The community is very hungry for threat data. So little is available than we crave and devour any bit. Last year saw the resurrection of the BCIT incident database, or some facsimile of it, into the Repository of Industrial Security Incidents [RISI]. This is one of the best sources for threat data that the community has and hats off to Mark Fabro and Eric Byres for resurrecting it.

That said, we have to be very careful of the statistical significance of any trend calculations based on RISI data. A scary article on Dark Reading is a great example. Here is an excerpt:

Cybersecurity incidents in petroleum and petrochemical control systems have declined significantly over the past five years–down more than 80 percent– but water and wastewater have increased 300 percent, and power/utilities by 30 percent, according to the 2009 Annual Report on Cyber Security Incidents and Trends Affecting Industrial Control Systems.

There are so many problems with this analysis. One basic problem was the database was defunct for three years from 2006 to 2008 so any calculations over that time period are flawed. But a more basic problem is the data is ad hoc. It comes from whoever decides to submit it. If we had a set of thirty companies in a sector committed to submit data year over year we could begin to draw some statistics.

If we look back in history, Byres and the BCIT team was very active with the oil/gas community back in the 2000/2004 timeframe with the early work on Achilles. So he had more access and interest in getting incidents than he certainly had when the database is defunct and now with his broader focus with Tofino.

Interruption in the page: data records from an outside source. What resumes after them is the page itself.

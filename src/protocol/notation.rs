//! Board notation encoding and decoding.
//!
//! A board is written as seven rows separated by '/', each row exactly seven
//! characters: 'x' for out-of-play, 'o' for a peg, '.' for a hole. The
//! starting board is [`INITIAL_NOTATION`].
//!
//! Only the classic cross is accepted; the out-of-play cells must match it.

use crate::board::{Board, Cell, BOARD_SIZE};

/// Notation of the starting board.
pub const INITIAL_NOTATION: &str = "xxoooxx/xxoooxx/ooooooo/ooo.ooo/ooooooo/xxoooxx/xxoooxx";

/// Errors that can occur while parsing board notation.
#[derive(Debug, PartialEq, Eq, thiserror::Error)]
pub enum NotationError {
    #[error("expected 7 rows separated by '/', got {0}")]
    WrongRowCount(usize),

    #[error("row {row} has {len} cells, expected 7")]
    WrongRowLength { row: usize, len: usize },

    #[error("invalid cell character '{ch}' in row {row}")]
    InvalidCell { row: usize, ch: char },

    #[error("cell {row},{col} does not match the cross shape")]
    ShapeMismatch { row: i32, col: i32 },
}

/// Parses a single row of notation.
fn parse_row(row: usize, s: &str) -> Result<[Cell; BOARD_SIZE], NotationError> {
    let len = s.chars().count();
    if len != BOARD_SIZE {
        return Err(NotationError::WrongRowLength { row, len });
    }

    let mut cells = [Cell::OutOfPlay; BOARD_SIZE];
    for (slot, ch) in cells.iter_mut().zip(s.chars()) {
        *slot = Cell::from_notation_char(ch).ok_or(NotationError::InvalidCell { row, ch })?;
    }
    Ok(cells)
}

/// Parses board notation into a [`Board`].
pub fn parse_board(s: &str) -> Result<Board, NotationError> {
    let rows: Vec<&str> = s.trim().split('/').collect();
    if rows.len() != BOARD_SIZE {
        return Err(NotationError::WrongRowCount(rows.len()));
    }

    let mut cells = [[Cell::OutOfPlay; BOARD_SIZE]; BOARD_SIZE];
    for (i, row) in rows.iter().enumerate() {
        cells[i] = parse_row(i, row)?;
    }

    Board::from_rows(cells).map_err(|at| NotationError::ShapeMismatch {
        row: at.row,
        col: at.col,
    })
}

/// Encodes a board into canonical notation.
pub fn encode_board(board: &Board) -> String {
    let mut out = String::with_capacity(BOARD_SIZE * (BOARD_SIZE + 1));
    for (i, row) in board.rows().iter().enumerate() {
        if i > 0 {
            out.push('/');
        }
        out.extend(row.iter().map(|c| c.notation_char()));
    }
    out
}
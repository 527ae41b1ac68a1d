//! Restaum -- a peg-solitaire engine driven over a line protocol.
//!
//! This binary reads commands from stdin and writes replies to stdout.
//! Diagnostics go to stderr through `tracing`, filtered by `RUST_LOG`.

use std::io::{self, BufRead};

use tracing::warn;
use tracing_subscriber::EnvFilter;

use restaum::protocol::parser::{parse_command, Command};
use restaum::protocol::session::Session;

/// Runs the main protocol loop, reading commands from stdin and writing
/// replies to stdout.
fn main() -> io::Result<()> {
    tracing_subscriber::fmt()
        .with_env_filter(
            EnvFilter::try_from_default_env().unwrap_or_else(|_| EnvFilter::new("warn")),
        )
        .with_writer(io::stderr)
        .init();

    let stdin = io::stdin();
    let stdout = io::stdout();
    let mut out = io::BufWriter::new(stdout.lock());
    let mut session = Session::new();

    for line in stdin.lock().lines() {
        let line = match line {
            Ok(l) => l,
            Err(_) => break,
        };

        let cmd = match parse_command(&line) {
            Some(c) => c,
            None => continue,
        };

        match cmd {
            Command::IsReady => session.handle_isready(&mut out)?,
            Command::NewGame => session.new_game(),
            Command::Position { notation } => {
                if let Err(e) = session.set_position(&notation) {
                    warn!("failed to parse board notation: {}", e);
                }
            }
            Command::Select { row, col } => session.handle_select(row, col, &mut out)?,
            Command::Move { row, col } => session.handle_move(row, col, &mut out)?,
            Command::Click { row, col } => session.handle_click(row, col, &mut out)?,
            Command::Clear => session.handle_clear(&mut out)?,
            Command::State => session.handle_state(&mut out)?,
            Command::SetOption { name, value } => session.set_option(name, value),
            Command::Quit => break,
        }
    }

    Ok(())
}
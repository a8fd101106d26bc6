//! Net balances per named actor.
//!
//! - received: transfers where the actor is the destination
//! - given: transfers where the actor is the source
//! - expenses paid: expenses naming the actor as payer
//!
//! `balance = received - given - expenses_paid`. A positive balance means the
//! actor still holds money it was handed; a negative one means it is owed.

use std::collections::HashMap;

use rust_decimal::Decimal;
use serde::{Deserialize, Serialize};
use tracing::debug;

use crate::currency::{ExchangeRateTable, checked_diff, checked_sum, to_base};
use crate::error::AggregationResult;
use crate::records::{Expense, Transfer};

/// Running position of one actor, in base currency.
#[derive(Debug, Clone, PartialEq, Eq, Serialize, Deserialize)]
pub struct ActorBalance {
    /// Trimmed actor name.
    pub actor_name: String,
    /// Total received through transfers.
    pub received: Decimal,
    /// Total given through transfers.
    pub given: Decimal,
    /// Total of expenses paid.
    pub expenses_paid: Decimal,
    /// `received - given - expenses_paid`.
    pub balance: Decimal,
}

impl ActorBalance {
    /// Creates an actor with no activity.
    #[must_use]
    pub fn new(actor_name: impl Into<String>) -> Self {
        Self {
            actor_name: actor_name.into(),
            received: Decimal::ZERO,
            given: Decimal::ZERO,
            expenses_paid: Decimal::ZERO,
            balance: Decimal::ZERO,
        }
    }

    /// Adds a received amount.
    ///
    /// # Errors
    ///
    /// Returns `Overflow` if a total leaves the `Decimal` range; the actor is
    /// left unchanged.
    pub fn add_received(&mut self, amount: Decimal) -> AggregationResult<()> {
        let received = checked_sum(self.received, amount, "actor received")?;
        self.commit(received, self.given, self.expenses_paid)
    }

    /// Adds a given amount.
    ///
    /// # Errors
    ///
    /// Same as [`add_received`](Self::add_received).
    pub fn add_given(&mut self, amount: Decimal) -> AggregationResult<()> {
        let given = checked_sum(self.given, amount, "actor given")?;
        self.commit(self.received, given, self.expenses_paid)
    }

    /// Adds a paid expense.
    ///
    /// # Errors
    ///
    /// Same as [`add_received`](Self::add_received).
    pub fn add_expense_paid(&mut self, amount: Decimal) -> AggregationResult<()> {
        let expenses_paid = checked_sum(self.expenses_paid, amount, "actor expenses")?;
        self.commit(self.received, self.given, expenses_paid)
    }

    fn commit(
        &mut self,
        received: Decimal,
        given: Decimal,
        expenses_paid: Decimal,
    ) -> AggregationResult<()> {
        let net = checked_diff(received, given, "actor balance")?;
        self.balance = checked_diff(net, expenses_paid, "actor balance")?;
        self.received = received;
        self.given = given;
        self.expenses_paid = expenses_paid;
        Ok(())
    }
}

/// Accumulates actors in first-seen order.
#[derive(Default)]
struct Ledger {
    index: HashMap<String, usize>,
    actors: Vec<ActorBalance>,
}

impl Ledger {
    /// Returns the entry for `name`, or `None` if the name is blank.
    fn entry(&mut self, name: &str) -> Option<&mut ActorBalance> {
        let name = name.trim();
        if name.is_empty() {
            return None;
        }
        let slot = match self.index.get(name) {
            Some(&slot) => slot,
            None => {
                let slot = self.actors.len();
                self.index.insert(name.to_string(), slot);
                self.actors.push(ActorBalance::new(name));
                slot
            }
        };
        self.actors.get_mut(slot)
    }
}

/// Computes actor balances from transfers and expenses.
pub struct BalanceCalculator;

impl BalanceCalculator {
    /// Computes one balance per actor that gave, received or paid anything.
    ///
    /// Actors come out in first-seen order: transfers first (source before
    /// destination), then expense payers. A transfer's stored `amount_base`
    /// is used when present; otherwise its amount is converted. Expenses
    /// without a payer only affect rollups, never balances.
    ///
    /// # Errors
    ///
    /// Returns `UnknownCurrency` if an amount that needs converting has no rate,
    /// or `Overflow` if an actor's totals leave the `Decimal` range.
    pub fn compute_balances<'a>(
        transfers: impl IntoIterator<Item = &'a Transfer>,
        expenses: impl IntoIterator<Item = &'a Expense>,
        rates: &ExchangeRateTable,
    ) -> AggregationResult<Vec<ActorBalance>> {
        let mut ledger = Ledger::default();

        for transfer in transfers {
            let value = match transfer.amount_base {
                Some(stored) => stored,
                None => to_base(&transfer.amount, rates)?,
            };
            if let Some(source) = ledger.entry(&transfer.source) {
                source.add_given(value)?;
            }
            if let Some(destination) = ledger.entry(&transfer.destination) {
                destination.add_received(value)?;
            }
        }

        for expense in expenses {
            let Some(payer) = expense.payer.as_deref() else {
                continue;
            };
            let value = to_base(&expense.amount, rates)?;
            if let Some(actor) = ledger.entry(payer) {
                actor.add_expense_paid(value)?;
            }
        }

        debug!(actors = ledger.actors.len(), "Computed actor balances");
        Ok(ledger.actors)
    }
}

There are so many opportunities to fall into this bad analysis trap with limited, ad hoc data. The 300% increase in water incidents could just be one or two people who decided to become active in RISI from the water industry, or not. Or let’s say it was an effective presentation by RISI at a water sector event that got a bunch of water utilities excited and submitting to participate and gain access to the data.

Add to this the total number of incidents per year is usually too small to be statistically significant in total let alone when it is subdivided by sector. There were only 175 confirmed incidents in the entire database at the end of last year. To draw useful statistics we would either need a much broader base of incident contributors with a corresponding much larger number of incidents, or a consistent sample size for a sector or sectors.

The RISI is highly useful for showing possible attack vendors, real world examples of impact and other good awareness information. Great effort for the community that we fully support. As a community we need to be very careful about the validity of statistical conclusions that could drive decisions based on this data.